The bill’s advocates say players may get cards by a random deal, but the best of them are able to beat the inherent odds by using math, bluffing and reading their opponents, betting astutely, and knowing when to fold. They equate the game with Scrabble in that age-old debate over skill versus chance in many games.
The Justice Department, at least for now, isn’t buying it. In April, it indicted three giant poker websites in other countries under the 2006 law. (Poker itself is legal; it is the money side that isn’t.)

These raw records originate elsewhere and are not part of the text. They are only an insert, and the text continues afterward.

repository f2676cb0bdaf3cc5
//! # streakust
//!
//! A terminal task tracker built around a daily streak. Add dated tasks, check
//! them off, and keep every eligible task done each day to grow a streak of up
//! to 30 days.
//!
//! ## Usage
//!
//! ```bash
//! # Add tasks (date defaults to today, time to all day)
//! streakust add "Morning run" --time 07:00
//! streakust add "Dentist" --date 2025-12-01 --time 14:30
//!
//! # Today's tasks, progress and streak
//! streakust list
//!
//! # Check a task off (again to uncheck)
//! streakust done <ID>
//!
//! # Daily routine
//! streakust routine add "Read 20 pages" --time 21:00
//! streakust routine apply
//!
//! # Backups
//! streakust export --output backup.json
//! streakust import backup.json
//! ```
//!
//! ## Data Storage
//!
//! Records are saved as JSON in your local data directory
//! (`~/.local/share/streakust` on Linux). Override it with `STREAKUST_HOME`.
//!
//! ## Sharing Between Machines
//!
//! Point `[remote] root` in `config.toml` (or `STREAKUST_REMOTE_ROOT`) at a
//! shared folder. Every save is mirrored there, and `streakust watch` merges
//! changes made elsewhere as they happen.

use std::io;
use std::path::PathBuf;

use chrono::Local;
use clap::{CommandFactory, Parser, Subcommand};
use clap_complete::{generate, Shell};
use streakust::app::Tracker;
use streakust::commands::*;
use streakust::config::Config;
use streakust::error::Result;
use streakust::models::TaskId;
use tracing_subscriber::{fmt, prelude::*, EnvFilter};

#[derive(Parser)]
#[command(name = "streakust")]
#[command(about = "Daily task tracker with a 30-day streak", long_about = None)]
struct Cli {
    #[command(subcommand)]
    command: Option<Commands>,
}

#[derive(Subcommand)]
enum Commands {
    /// Add a new task
    Add {
        /// Task text (quoted if it has spaces)
        text: String,
        /// Date in YYYY-MM-DD (defaults to today)
        #[arg(short, long)]
        date: Option<String>,
        /// Time in HH:MM (defaults to all day)
        #[arg(short, long)]
        time: Option<String>,
    },
    /// List tasks with today's progress and the streak
    List {
        /// Show every task, including future ones
        #[arg(short, long)]
        all: bool,
        /// Day to show instead of today, YYYY-MM-DD
        #[arg(short, long)]
        date: Option<String>,
    },
    /// Check a task off for today, or uncheck it
    Done {
        id: TaskId,
    },
    /// Remove a task
    Remove {
        id: TaskId,
    },
    /// Manage the daily routine
    Routine {
        #[command(subcommand)]
        command: RoutineCommands,
    },
    /// Show the streak
    Streak,
    /// Export all data to a JSON file
    Export {
        /// Output file (defaults to streakust-backup-<date>.json)
        #[arg(short, long)]
        output: Option<PathBuf>,
    },
    /// Replace all data with the content of an export file
    Import {
        file: PathBuf,
        /// Skip confirmation prompt
        #[arg(short, long)]
        force: bool,
    },
    /// Restore the latest automatic backup
    RestoreBackup {
        /// Skip confirmation prompt
        #[arg(short, long)]
        force: bool,
    },
    /// Merge with the remote mirror and push the result
    Sync,
    /// Merge remote changes as they happen
    Watch,
    /// Show storage and sync status
    Status,
    /// Generate shell completions
    Completions {
        /// Shell to generate completions for (bash, zsh, fish, powershell, elvish)
        shell: Shell,
    },
}

#[derive(Subcommand)]
enum RoutineCommands {
    /// Add a routine entry
    Add {
        text: String,
        /// Time in HH:MM (defaults to all day)
        #[arg(short, long)]
        time: Option<String>,
    },
    /// List routine entries
    List,
    /// Remove a routine entry
    Remove {
        id: TaskId,
    },
    /// Remove every routine entry
    Clear {
        /// Skip confirmation prompt
        #[arg(short, long)]
        force: bool,
    },
    /// Add the routine's tasks to a day
    Apply {
        /// Day in YYYY-MM-DD (defaults to today)
        #[arg(short, long)]
        date: Option<String>,
    },
}

fn init_tracing() {
    // Warnings by default so degraded sync is visible; RUST_LOG overrides.
    let filter = std::env::var("RUST_LOG")
        .ok()
        .and_then(|raw| {
            let raw = raw.trim();
            if raw.is_empty() || raw.len() > 4096 {
                return None;
            }
            EnvFilter::try_new(raw).ok()
        })
        .unwrap_or_else(|| EnvFilter::new("warn"));

    tracing_subscriber::registry()
        .with(fmt::layer().with_writer(io::stderr))
        .with(filter)
        .init();
}

async fn run(command: Commands) -> Result<()> {
    if let Commands::Completions { shell } = command {
        let mut cmd = Cli::command();
        generate(shell, &mut cmd, "streakust", &mut io::stdout());
        return Ok(());
    }

    let config = Config::load_default()?;
    let today = Local::now().date_naive();
    let mut tracker = Tracker::open(&config, today).await?;

    let result = match command {
        Commands::Add { text, date, time } => cmd_add(&mut tracker, &text, date.as_deref(), time.as_deref(), today, false),
        Commands::List { all, date } => cmd_list(&tracker, all, date.as_deref(), today),
        Commands::Done { id } => cmd_done(&mut tracker, id, today, false),
        Commands::Remove { id } => cmd_remove(&mut tracker, id, false),
        Commands::Routine { command } => match command {
            RoutineCommands::Add { text, time } => cmd_routine_add(&mut tracker, &text, time.as_deref(), false),
            RoutineCommands::List => {
                cmd_routine_list(&tracker);
                Ok(())
            }
            RoutineCommands::Remove { id } => cmd_routine_remove(&mut tracker, id, false),
            RoutineCommands::Clear { force } => cmd_routine_clear(&mut tracker, force, false),
            RoutineCommands::Apply { date } => cmd_routine_apply(&mut tracker, date.as_deref(), today, false),
        },
        Commands::Streak => {
            cmd_streak(&tracker);
            Ok(())
        }
        Commands::Export { output } => cmd_export(&tracker, output, today, false).map(|_| ()),
        Commands::Import { file, force } => cmd_import(&mut tracker, &file, force, false),
        Commands::RestoreBackup { force } => cmd_restore_backup(&mut tracker, force, false),
        Commands::Sync => cmd_sync(&mut tracker, false),
        Commands::Watch => {
            let status = cmd_watch(tracker, false).await?;
            println!("Remote: {}", status);
            return Ok(());
        }
        Commands::Status => {
            cmd_status(&tracker);
            Ok(())
        }
        Commands::Completions { .. } => Ok(()),
    };

    // Pending remote writes go out even when the command failed.
    let status = tracker.shutdown().await;
    if let streakust::app::SyncStatus::Degraded(reason) = &status {
        eprintln!("Warning: changes saved locally only ({})", reason);
    }
    result
}

#[tokio::main]
async fn main() {
    init_tracing();
    let cli = Cli::parse();
    let command = cli.command.unwrap_or(Commands::List { all: false, date: None });
    if let Err(e) = run(command).await {
        eprintln!("Error: {}", e);
        std::process::exit(e.exit_code());
    }
}
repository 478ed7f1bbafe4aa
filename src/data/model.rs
use std::fmt;

use serde::{Deserialize, Serialize};

// ---------------------------------------------------------------------------
// Interval – a labeled time span
// ---------------------------------------------------------------------------

/// A labeled span of the recording, in whole seconds (`start <= end`).
#[derive(Debug, Clone, PartialEq, Eq, Serialize, Deserialize)]
pub struct Interval {
    pub start: u64,
    pub end: u64,
    pub description: String,
}

impl Interval {
    pub fn new(start: u64, end: u64, description: impl Into<String>) -> Self {
        Interval {
            start,
            end,
            description: description.into(),
        }
    }
}

/// Stable key the store hands out for each interval it holds.
#[derive(Debug, Clone, Copy, PartialEq, Eq, PartialOrd, Ord, Hash)]
pub struct IntervalId(pub(crate) u64);

impl fmt::Display for IntervalId {
    fn fmt(&self, f: &mut fmt::Formatter<'_>) -> fmt::Result {
        write!(f, "#{}", self.0)
    }
}

/// Where an interval in the session came from.
#[derive(Debug, Clone, Copy, PartialEq, Eq)]
pub enum Origin {
    /// Paired from the annotation file at load time.
    Loaded,
    /// Added by the user during this session.
    User,
}

impl fmt::Display for Origin {
    fn fmt(&self, f: &mut fmt::Formatter<'_>) -> fmt::Result {
        match self {
            Origin::Loaded => write!(f, "file"),
            Origin::User => write!(f, "user"),
        }
    }
}

// ---------------------------------------------------------------------------
// Marker – one raw line of the annotation file
// ---------------------------------------------------------------------------

/// A single open (`…1`) or close (`…2`) marker.
#[derive(Debug, Clone, PartialEq, Eq)]
pub struct Marker {
    pub time: u64,
    pub description: String,
}

impl Marker {
    pub fn new(time: u64, description: impl Into<String>) -> Self {
        Marker {
            time,
            description: description.into(),
        }
    }

    /// Split into (base label, trailing character).
    pub fn split_suffix(&self) -> Option<(&str, char)> {
        let (idx, last) = self.description.char_indices().last()?;
        Some((&self.description[..idx], last))
    }
}

// ---------------------------------------------------------------------------
// Recording – decoded channels
// ---------------------------------------------------------------------------

/// One recorded signal stream.
#[derive(Debug, Clone)]
pub struct Channel {
    pub label: String,
    /// Physical sample values.
    pub samples: Vec<f64>,
    /// Samples per second.
    pub sample_rate: f64,
}

/// Every signal channel of a recording, in file order.
#[derive(Debug, Clone, Default)]
pub struct Recording {
    pub channels: Vec<Channel>,
}

impl Recording {
    pub fn channel(&self, label: &str) -> Option<&Channel> {
        self.channels.iter().find(|c| c.label == label)
    }

    pub fn labels(&self) -> Vec<String> {
        self.channels.iter().map(|c| c.label.clone()).collect()
    }

    pub fn len(&self) -> usize {
        self.channels.len()
    }

    pub fn is_empty(&self) -> bool {
        self.channels.is_empty()
    }
}
use eframe::egui::Color32;

// ---------------------------------------------------------------------------
// Interval label → fill colour
// ---------------------------------------------------------------------------

/// Labels offered in the label selectors, with their base RGB colours.
pub const KNOWN_LABELS: [(&str, [u8; 3]); 3] = [
    ("swd", [255, 0, 0]),
    ("is", [0, 255, 0]),
    ("ds", [0, 0, 255]),
];

/// Band fill opacity (0.7).
const BAND_ALPHA: u8 = 178;

fn lookup(description: &str) -> Option<[u8; 3]> {
    let key = description.to_lowercase();
    KNOWN_LABELS
        .iter()
        .find(|(label, _)| *label == key)
        .map(|(_, rgb)| *rgb)
}

/// Fill colour for an interval band. Unknown labels are transparent.
pub fn band_color(description: &str) -> Color32 {
    match lookup(description) {
        Some([r, g, b]) => Color32::from_rgba_unmultiplied(r, g, b, BAND_ALPHA),
        None => Color32::TRANSPARENT,
    }
}

/// Opaque colour for legend text and table rows.
pub fn legend_color(description: &str) -> Color32 {
    lookup(description)
        .map(|[r, g, b]| Color32::from_rgb(r, g, b))
        .unwrap_or(Color32::GRAY)
}
use thiserror::Error;

use super::model::{Interval, IntervalId, Origin};
use super::timecode::to_text;

// ---------------------------------------------------------------------------
// Errors
// ---------------------------------------------------------------------------

#[derive(Debug, Clone, PartialEq, Eq, Error)]
pub enum StoreError {
    #[error("no interval {0}")]
    UnknownInterval(IntervalId),

    #[error("interval position {position} out of range (1..={len})")]
    PositionOutOfRange { position: usize, len: usize },

    #[error("interval ends before it starts ({start}s > {end}s)")]
    Inverted { start: u64, end: u64 },

    #[error("label {0:?} must be non-empty and contain no whitespace")]
    InvalidLabel(String),
}

// ---------------------------------------------------------------------------
// Store
// ---------------------------------------------------------------------------

/// One interval held by the store.
#[derive(Debug, Clone, PartialEq)]
pub struct Entry {
    pub id: IntervalId,
    pub origin: Origin,
    pub interval: Interval,
}

/// A line of the interval selector, derived from the store on demand.
#[derive(Debug, Clone, PartialEq)]
pub struct Choice {
    pub id: IntervalId,
    pub text: String,
}

/// Ordered intervals of the session, each keyed by a stable [`IntervalId`].
#[derive(Debug, Default)]
pub struct IntervalStore {
    entries: Vec<Entry>,
    next_id: u64,
}

impl IntervalStore {
    pub fn new() -> Self {
        Self::default()
    }

    /// Drop everything and take the freshly loaded intervals.
    pub fn replace_loaded(&mut self, intervals: Vec<Interval>) {
        self.entries.clear();
        for interval in intervals {
            let id = self.allocate_id();
            self.entries.push(Entry {
                id,
                origin: Origin::Loaded,
                interval,
            });
        }
    }

    pub fn clear(&mut self) {
        self.entries.clear();
    }

    /// Append a user interval. No ordering or overlap checks.
    pub fn add(&mut self, start: u64, end: u64, label: &str) -> Result<IntervalId, StoreError> {
        let interval = validated(start, end, label)?;
        let id = self.allocate_id();
        log::debug!("add {id}: {interval:?}");
        self.entries.push(Entry {
            id,
            origin: Origin::User,
            interval,
        });
        Ok(id)
    }

    pub fn edit(
        &mut self,
        id: IntervalId,
        start: u64,
        end: u64,
        label: &str,
    ) -> Result<(), StoreError> {
        let interval = validated(start, end, label)?;
        let entry = self
            .entries
            .iter_mut()
            .find(|e| e.id == id)
            .ok_or(StoreError::UnknownInterval(id))?;
        log::debug!("edit {id}: {:?} -> {interval:?}", entry.interval);
        entry.interval = interval;
        Ok(())
    }

    pub fn delete(&mut self, id: IntervalId) -> Result<Interval, StoreError> {
        let pos = self
            .entries
            .iter()
            .position(|e| e.id == id)
            .ok_or(StoreError::UnknownInterval(id))?;
        let removed = self.entries.remove(pos).interval;
        log::debug!("delete {id}: {removed:?}");
        Ok(removed)
    }

    /// Resolve a 1-based display position.
    pub fn id_at(&self, position: usize) -> Result<IntervalId, StoreError> {
        position
            .checked_sub(1)
            .and_then(|i| self.entries.get(i))
            .map(|e| e.id)
            .ok_or(StoreError::PositionOutOfRange {
                position,
                len: self.entries.len(),
            })
    }

    pub fn edit_at(
        &mut self,
        position: usize,
        start: u64,
        end: u64,
        label: &str,
    ) -> Result<(), StoreError> {
        let id = self.id_at(position)?;
        self.edit(id, start, end, label)
    }

    pub fn delete_at(&mut self, position: usize) -> Result<Interval, StoreError> {
        let id = self.id_at(position)?;
        self.delete(id)
    }

    pub fn get(&self, id: IntervalId) -> Option<&Interval> {
        self.entries.iter().find(|e| e.id == id).map(|e| &e.interval)
    }

    pub fn entries(&self) -> &[Entry] {
        &self.entries
    }

    pub fn intervals(&self) -> Vec<Interval> {
        self.entries.iter().map(|e| e.interval.clone()).collect()
    }

    pub fn len(&self) -> usize {
        self.entries.len()
    }

    pub fn is_empty(&self) -> bool {
        self.entries.is_empty()
    }

    /// Display list, numbered from 1 in store order.
    pub fn choices(&self) -> Vec<Choice> {
        self.entries
            .iter()
            .enumerate()
            .map(|(i, e)| Choice {
                id: e.id,
                text: choice_text(i + 1, &e.interval),
            })
            .collect()
    }

    fn allocate_id(&mut self) -> IntervalId {
        let id = IntervalId(self.next_id);
        self.next_id += 1;
        id
    }
}

pub fn choice_text(position: usize, interval: &Interval) -> String {
    format!(
        "{position}: {} - {} ({})",
        to_text(interval.start),
        to_text(interval.end),
        interval.description
    )
}

fn validated(start: u64, end: u64, label: &str) -> Result<Interval, StoreError> {
    if end < start {
        return Err(StoreError::Inverted { start, end });
    }
    if label.is_empty() || label.chars().any(char::is_whitespace) {
        return Err(StoreError::InvalidLabel(label.to_string()));
    }
    Ok(Interval::new(start, end, label))
}
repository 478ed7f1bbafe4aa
mod app;
mod color;
mod data;
mod state;
mod ui;

use app::EdfMarkupApp;
use eframe::egui;

fn main() -> eframe::Result {
    env_logger::init();

    let options = eframe::NativeOptions {
        viewport: egui::ViewportBuilder::default()
            .with_inner_size([1200.0, 800.0])
            .with_min_inner_size([600.0, 400.0]),
        ..Default::default()
    };

    eframe::run_native(
        "EDF Markup – Signal Annotator",
        options,
        Box::new(|_cc| Ok(Box::new(EdfMarkupApp::default()))),
    )
}
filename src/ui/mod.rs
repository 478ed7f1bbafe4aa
pub mod panels;
pub mod plot;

The bill is being put to Congress during a time when crackdowns happen on the Full Tilt Poker online operation – last week the US attorney in Manhattan, NYC, filed fraud charges against Full Tilt Poker, PokerStars and Absolute Poker, alleging that these companies have been in violation of a US law that bans companies from knowingly accepting payments from US customers and US banks that relate to illegal online gambling. Allegations are of massive fraud and money laundering for billions of US dollars. Following the allegations, five egambling licenses of Full Tilt Poker in Alderney (UK) were suspended. As a result, Full Tilt Poker's operations appear to have halted in Europe. Money owed to US players by Full Tilt Poker will allegedly be returned to these players following a acquisition of Full Tilt Poker's parent company Pocket Kings by a group of European investors. Europe-based Poker operators that had withdrawn earlier (2006) from the US, and had stopped accepting US-based players – such as Titan Poker and 888, are expected to pick up play from Full Tilt Poker.